Optimierung des Genehmigungsverfahrens für die Verlegung von Gigabitnetzen

12.07.2021 - Mit einer Anpassung der Genehmigungs- und Verlegeverfahren unterstützt die Stadt Duisburg den geförderten sowie privatwirtschaftlichen Ausbau von Glasfaser durch alle Breitband-Betreiber.

Auf dem Weg zur Smart City ist es ein zentrales Ziel der Stadt Duisburg, die vollständige Anbindung der Duisburger Bürgerinnen und Bürger sowie der Industrie- und Handelsunternehmen an das Gigabit-Netz zügig voranzutreiben. 
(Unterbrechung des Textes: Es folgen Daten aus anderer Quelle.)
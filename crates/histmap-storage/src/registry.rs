//! Building registry import
//!
//! The registry comes as two delimiter-separated tables with a header
//! row. Columns are located by name, so their order does not matter:
//!
//! - buildings: `EGID`, `GKODE`, `GKODN`, and optionally `GBAUJ`
//! - entrances: `EGID`, `DKODE`, `DKODN`

use crate::error::{StorageError, StorageResult};
use std::collections::HashMap;
use std::io::BufRead;

/// Building identifier column.
pub const COL_ID: &str = "EGID";
/// Building easting column.
pub const COL_EASTING: &str = "GKODE";
/// Building northing column.
pub const COL_NORTHING: &str = "GKODN";
/// Registry construction year column.
pub const COL_YEAR: &str = "GBAUJ";
/// Entrance easting column.
pub const COL_ENTRY_EASTING: &str = "DKODE";
/// Entrance northing column.
pub const COL_ENTRY_NORTHING: &str = "DKODN";

/// One registered building with metric coordinates
#[derive(Debug, Clone, PartialEq)]
pub struct RegistryBuilding {
    pub id: String,
    pub easting: f64,
    pub northing: f64,
    /// Construction year declared by the registry, if any.
    pub reference_year: Option<i32>,
    /// Entrance coordinates `(easting, northing)`.
    pub entries: Vec<(f64, f64)>,
}

/// Registry buildings in table order
#[derive(Debug, Clone, Default, PartialEq)]
pub struct Registry {
    buildings: Vec<RegistryBuilding>,
    index: HashMap<String, usize>,
}

struct Header {
    columns: Vec<String>,
}

impl Header {
    fn parse(line: &str, delimiter: char) -> Self {
        Self {
            columns: line.split(delimiter).map(|c| c.trim().to_string()).collect(),
        }
    }

    fn require(&self, name: &str) -> StorageResult<usize> {
        self.find(name)
            .ok_or_else(|| StorageError::MissingColumn(name.to_string()))
    }

    fn find(&self, name: &str) -> Option<usize> {
        self.columns.iter().position(|c| c == name)
    }
}

/// Field `index` of a row, trimmed; missing trailing fields read empty.
fn cell<'a>(fields: &[&'a str], index: usize) -> &'a str {
    fields.get(index).map_or("", |f| f.trim())
}

fn coordinate(line: usize, token: &str, name: &str) -> StorageResult<f64> {
    token.parse().map_err(|_| StorageError::RegistryFormat {
        line,
        reason: format!("invalid {name} '{token}'"),
    })
}

/// Lines of a table after its header. Errors if the table is empty.
fn read_table<R: BufRead>(reader: R, delimiter: char) -> StorageResult<(Header, Vec<String>)> {
    let mut lines = reader.lines();
    let head = lines.next().transpose()?.ok_or_else(|| StorageError::RegistryFormat {
        line: 1,
        reason: "missing header".to_string(),
    })?;
    let header = Header::parse(&head, delimiter);
    let rows = lines.collect::<Result<Vec<_>, _>>()?;
    Ok((header, rows))
}

impl Registry {
    /// Read the buildings table.
    ///
    /// Rows with an empty coordinate are skipped. An unreadable
    /// construction year is treated as unknown.
    ///
    /// # Errors
    ///
    /// [`StorageError::MissingColumn`] if a required column is absent,
    /// [`StorageError::RegistryFormat`] for a non-numeric coordinate.
    pub fn read_buildings<R: BufRead>(reader: R, delimiter: char) -> StorageResult<Self> {
        let (header, rows) = read_table(reader, delimiter)?;
        let id_col = header.require(COL_ID)?;
        let x_col = header.require(COL_EASTING)?;
        let y_col = header.require(COL_NORTHING)?;
        let year_col = header.find(COL_YEAR);

        let mut registry = Registry::default();
        for (i, row) in rows.iter().enumerate() {
            let line = i + 2;
            if row.trim().is_empty() {
                continue;
            }
            let fields: Vec<&str> = row.split(delimiter).collect();
            let id = cell(&fields, id_col);
            let (x, y) = (cell(&fields, x_col), cell(&fields, y_col));
            if id.is_empty() || x.is_empty() || y.is_empty() {
                tracing::debug!(line, "registry row without identifier or coordinates");
                continue;
            }
            let reference_year = year_col.and_then(|c| {
                let token = cell(&fields, c);
                token.parse().ok().or_else(|| {
                    if !token.is_empty() {
                        tracing::debug!(line, token, "unreadable construction year");
                    }
                    None
                })
            });
            registry.push(RegistryBuilding {
                id: id.to_string(),
                easting: coordinate(line, x, COL_EASTING)?,
                northing: coordinate(line, y, COL_NORTHING)?,
                reference_year,
                entries: Vec::new(),
            });
        }
        Ok(registry)
    }

    /// Read the entrances table and attach entries to known buildings.
    ///
    /// Rows with empty coordinates or unknown identifiers are skipped.
    /// Returns the number of entries attached.
    pub fn read_entries<R: BufRead>(&mut self, reader: R, delimiter: char) -> StorageResult<usize> {
        let (header, rows) = read_table(reader, delimiter)?;
        let id_col = header.require(COL_ID)?;
        let x_col = header.require(COL_ENTRY_EASTING)?;
        let y_col = header.require(COL_ENTRY_NORTHING)?;

        let mut attached = 0;
        for (i, row) in rows.iter().enumerate() {
            let line = i + 2;
            let fields: Vec<&str> = row.split(delimiter).collect();
            let (x, y) = (cell(&fields, x_col), cell(&fields, y_col));
            if x.is_empty() || y.is_empty() {
                continue;
            }
            let Some(&slot) = self.index.get(cell(&fields, id_col)) else {
                continue;
            };
            let entry = (
                coordinate(line, x, COL_ENTRY_EASTING)?,
                coordinate(line, y, COL_ENTRY_NORTHING)?,
            );
            self.buildings[slot].entries.push(entry);
            attached += 1;
        }
        Ok(attached)
    }

    /// Add a building; a repeated identifier replaces the earlier row.
    pub fn push(&mut self, building: RegistryBuilding) {
        match self.index.get(&building.id) {
            Some(&slot) => self.buildings[slot] = building,
            None => {
                self.index.insert(building.id.clone(), self.buildings.len());
                self.buildings.push(building);
            }
        }
    }

    pub fn get(&self, id: &str) -> Option<&RegistryBuilding> {
        self.index.get(id).map(|&slot| &self.buildings[slot])
    }

    pub fn buildings(&self) -> &[RegistryBuilding] {
        &self.buildings
    }

    pub fn len(&self) -> usize {
        self.buildings.len()
    }

    pub fn is_empty(&self) -> bool {
        self.buildings.is_empty()
    }
}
Daher wurden Möglichkeiten zu einer entsprechenden Verfahrensbeschleunigung im formalen sowie im baulichen Umsetzungsbereich geprüft. Mit einer stringenten und beschleunigten Verfahrensabwicklung unterstützt die Stadt Duisburg die privatwirtschaftlichen Ausbauentscheidungen aller am Markt Duisburg tätigen Provider. Zudem plant die Stadt Duisburg mit ausbauwilligen Providern einen Letter of Intent (LoI / Absichtserklärung) abzuschließen und somit unterstützend bei den Ausbauvorhaben mitzuwirken.
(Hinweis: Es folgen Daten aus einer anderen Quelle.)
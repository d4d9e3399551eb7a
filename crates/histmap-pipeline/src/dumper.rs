//! Segmentation stage dumps

use histmap_core::{Mask, Raster};
use histmap_segment::{SegmentStage, StageObserver};
use histmap_storage::Storage;

/// Observer writing every stage of one year as `stageN.png`
///
/// Masks are written black on white, in the orientation of the map
/// file. A write failure is logged and does not stop segmentation.
pub struct StageDumper<'a> {
    storage: &'a Storage,
    year: i32,
    written: usize,
    failed: usize,
}

impl<'a> StageDumper<'a> {
    pub fn new(storage: &'a Storage, year: i32) -> Self {
        Self {
            storage,
            year,
            written: 0,
            failed: 0,
        }
    }

    /// Number of stage files written.
    pub fn written(&self) -> usize {
        self.written
    }

    /// Number of stage files that could not be written.
    pub fn failed(&self) -> usize {
        self.failed
    }

    fn dump(&mut self, stage: SegmentStage, raster: &Raster) {
        let index = self.written + self.failed;
        match self.storage.write_stage(self.year, index, raster) {
            Ok(()) => {
                tracing::debug!(year = self.year, index, %stage, "stage written");
                self.written += 1;
            }
            Err(e) => {
                tracing::warn!(year = self.year, index, %stage, error = %e, "stage dump failed");
                self.failed += 1;
            }
        }
    }
}

impl StageObserver for StageDumper<'_> {
    fn raster(&mut self, stage: SegmentStage, raster: &Raster) {
        self.dump(stage, raster);
    }

    fn mask(&mut self, stage: SegmentStage, mask: &Mask) {
        self.dump(stage, &mask.to_raster());
    }
}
Unter Berücksichtigung all dieser Aspekte inkl. der damit verbundenen Abwägung von technischen und wirtschaftlichen Risiken für die Stadt Duisburg durch diese Modifikationen, werden die folgenden Verfahren zur Beschleunigung bei der Beantragung von Baumaßnahmen zur Verlegung von Gigabit-Netzen eingeführt:

1. Genehmigungsverfahren

Bei Anträgen im Bereich der Breitbandverlegung sind mit den Maßnahmen aller anderen Versorgungsträger zu koordinieren. Alle betroffenen Leistungsträger sind vor Genehmigung zu informieren. Zur Straffung der Bearbeitungszeiten wird folgendes festgelegt:

  • Die Anträge werden allen anderen Leitungsträgern mit einer verkürzten Frist zur Stellungnahme von 3 Wochen zugeleitet. So können die Antragsverfahren insgesamt i.d.R. innerhalb eines Monats abgewickelt werden.
  • Parallel wird das unerlässliche Verfahren zu verkehrsrechtlichen Anordnungen zur Verkehrsführung im gleichen Zeitraum abgewickelt.
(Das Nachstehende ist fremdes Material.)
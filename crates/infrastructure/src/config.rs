//! Client settings.
//!
//! Layers, lowest precedence first: built-in defaults, an optional TOML file
//! (`artdesk.toml` unless told otherwise), then `ARTDESK_*` environment
//! variables. Nested keys use `__`, e.g. `ARTDESK_FEDERATION__API_KEY`.

use std::path::{Path, PathBuf};
use std::time::Duration;

use config::{Config, Environment, File};
use serde::Deserialize;

use artdesk_application::{EngineOptions, IdentitySourceKind};

use crate::adapters::DEFAULT_API_URL;
use crate::identity::{DEFAULT_IDENTITY_URL, DEFAULT_TOKEN_URL, ProviderEndpoints};

/// Settings file looked up in the working directory.
pub const DEFAULT_SETTINGS_FILE: &str = "artdesk.toml";

const ENV_PREFIX: &str = "ARTDESK";

/// Error type for settings loading.
#[derive(Debug, thiserror::Error)]
pub enum ConfigError {
    /// A source could not be read or parsed.
    #[error("Failed to load settings: {0}")]
    Load(#[from] config::ConfigError),

    /// The merged settings are inconsistent.
    #[error("Invalid settings: {0}")]
    Invalid(String),
}

/// Federated provider settings.
#[derive(Debug, Clone, PartialEq, Eq, Deserialize)]
#[serde(default)]
pub struct FederationSettings {
    /// Web API key; required for the federated identity strategy.
    pub api_key: Option<String>,
    /// Base URL of the `accounts:*` endpoints.
    pub identity_url: String,
    /// Secure-token endpoint.
    pub token_url: String,
}

impl Default for FederationSettings {
    fn default() -> Self {
        Self {
            api_key: None,
            identity_url: DEFAULT_IDENTITY_URL.to_string(),
            token_url: DEFAULT_TOKEN_URL.to_string(),
        }
    }
}

/// Everything the engine host needs to connect.
#[derive(Debug, Clone, PartialEq, Eq, Deserialize)]
#[serde(default)]
pub struct ClientSettings {
    /// Backend API base URL.
    pub api_url: String,
    /// Identity strategy.
    pub identity: IdentitySourceKind,
    /// Per-request timeout in seconds.
    pub request_timeout_secs: u64,
    /// Credential file override; the platform config directory otherwise.
    pub credential_path: Option<PathBuf>,
    /// Clear the session when the backend rejects the stored credential.
    pub clear_session_on_unauthorized: bool,
    /// Federated provider settings.
    pub federation: FederationSettings,
}

impl Default for ClientSettings {
    fn default() -> Self {
        Self {
            api_url: DEFAULT_API_URL.to_string(),
            identity: IdentitySourceKind::default(),
            request_timeout_secs: 30,
            credential_path: None,
            clear_session_on_unauthorized: false,
            federation: FederationSettings::default(),
        }
    }
}

impl ClientSettings {
    /// Loads settings from `file` (or [`DEFAULT_SETTINGS_FILE`]) and the
    /// process environment. A missing file is not an error unless it was
    /// named explicitly.
    ///
    /// # Errors
    ///
    /// Returns an error if a source cannot be parsed or the result is invalid.
    pub fn load(file: Option<&Path>) -> Result<Self, ConfigError> {
        Self::from_sources(file, Self::environment())
    }

    fn environment() -> Environment {
        Environment::with_prefix(ENV_PREFIX)
            .prefix_separator("_")
            .separator("__")
            .try_parsing(true)
    }

    fn from_sources(file: Option<&Path>, env: Environment) -> Result<Self, ConfigError> {
        let file_source = match file {
            Some(path) => File::from(path).required(true),
            None => File::with_name(DEFAULT_SETTINGS_FILE).required(false),
        };
        let settings: Self = Config::builder()
            .add_source(file_source)
            .add_source(env)
            .build()?
            .try_deserialize()?;
        settings.validate()?;
        Ok(settings)
    }

    fn validate(&self) -> Result<(), ConfigError> {
        url::Url::parse(&self.api_url)
            .map_err(|e| ConfigError::Invalid(format!("api_url {:?}: {e}", self.api_url)))?;
        if self.request_timeout_secs == 0 {
            return Err(ConfigError::Invalid(
                "request_timeout_secs must be positive".into(),
            ));
        }
        if self.identity == IdentitySourceKind::Federated && self.federation_endpoints().is_none() {
            return Err(ConfigError::Invalid(
                "federated identity requires federation.api_key".into(),
            ));
        }
        Ok(())
    }

    /// Per-request timeout.
    #[must_use]
    pub const fn request_timeout(&self) -> Duration {
        Duration::from_secs(self.request_timeout_secs)
    }

    /// Engine behavior switches.
    #[must_use]
    pub fn engine_options(&self) -> EngineOptions {
        EngineOptions {
            clear_session_on_unauthorized: self.clear_session_on_unauthorized,
        }
    }

    /// Provider endpoints, when an API key is configured.
    #[must_use]
    pub fn federation_endpoints(&self) -> Option<ProviderEndpoints> {
        let api_key = self
            .federation
            .api_key
            .as_deref()
            .filter(|key| !key.trim().is_empty())?;
        Some(ProviderEndpoints {
            api_key: api_key.to_string(),
            identity_url: self.federation.identity_url.clone(),
            token_url: self.federation.token_url.clone(),
        })
    }
}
Dieses beschleunigte Verfahren steht allen Breitband-Betreibern offen. 

2. Verlegeverfahren

Das Telekommunikationsgesetz sieht vor, vermehrt auf alternative Verlegemethoden zu setzen. Auch in diesem Bereich sieht die Stadt Duisburg eine Möglichkeit den erfolgreichen Ausbau mit gigabitfähigen Leistungen zu forcieren. Folgende Regelungen wurden abgestimmt:

  • Leitungsverlegungen parallel zur Fahrbahn werden grundsätzlich in offener Bauweise in Mindertiefe von mindestens 40 cm akzeptiert. Im Bereich von abgesenkten Grundstückszufahrten entsprechend 40 cm unterhalb des Baukörpers (Geh-/Radweg, etc.)
  • Fahrbahnquerungen können ohne Fahrbahnaufbruch im Spülbohrverfahren erfolgen
  • Das sog. Bodenverdrängungsverfahren „Schießen“ ist nur in begründeten Ausnahmefällen unterhalb des Fahrbahnkörpers in mindestens 1,00 m Tiefe möglich

Auch in diesem Bereich ist aufgrund der bestehenden sehr hohen Leitungsdichte zwingend eine Beteiligung sämtlicher anderer Leitungsträger erforderlich. Analog zum Genehmigungsverfahren wird die Frist zur Stellungnahme auch auf 3 Wochen verkürzt.

Bei erfolgreicher Umsetzung der Optimierungsmöglichkeit kann ein Verfahren zur Genehmigung in der Regel innerhalb von 4 Wochen abgeschlossen sein. 

Die beschriebenen Vorgehensweisen für die Verlegung von Gigabitnetzen sind zunächst für den Zeitraum bis zum 31.12.2026 gültig. In diesem Zeitraum können der geförderte sowie privatwirtschaftliche Ausbau von gigabitfähigen Internetleitungen schneller geplant und umgesetzt werden.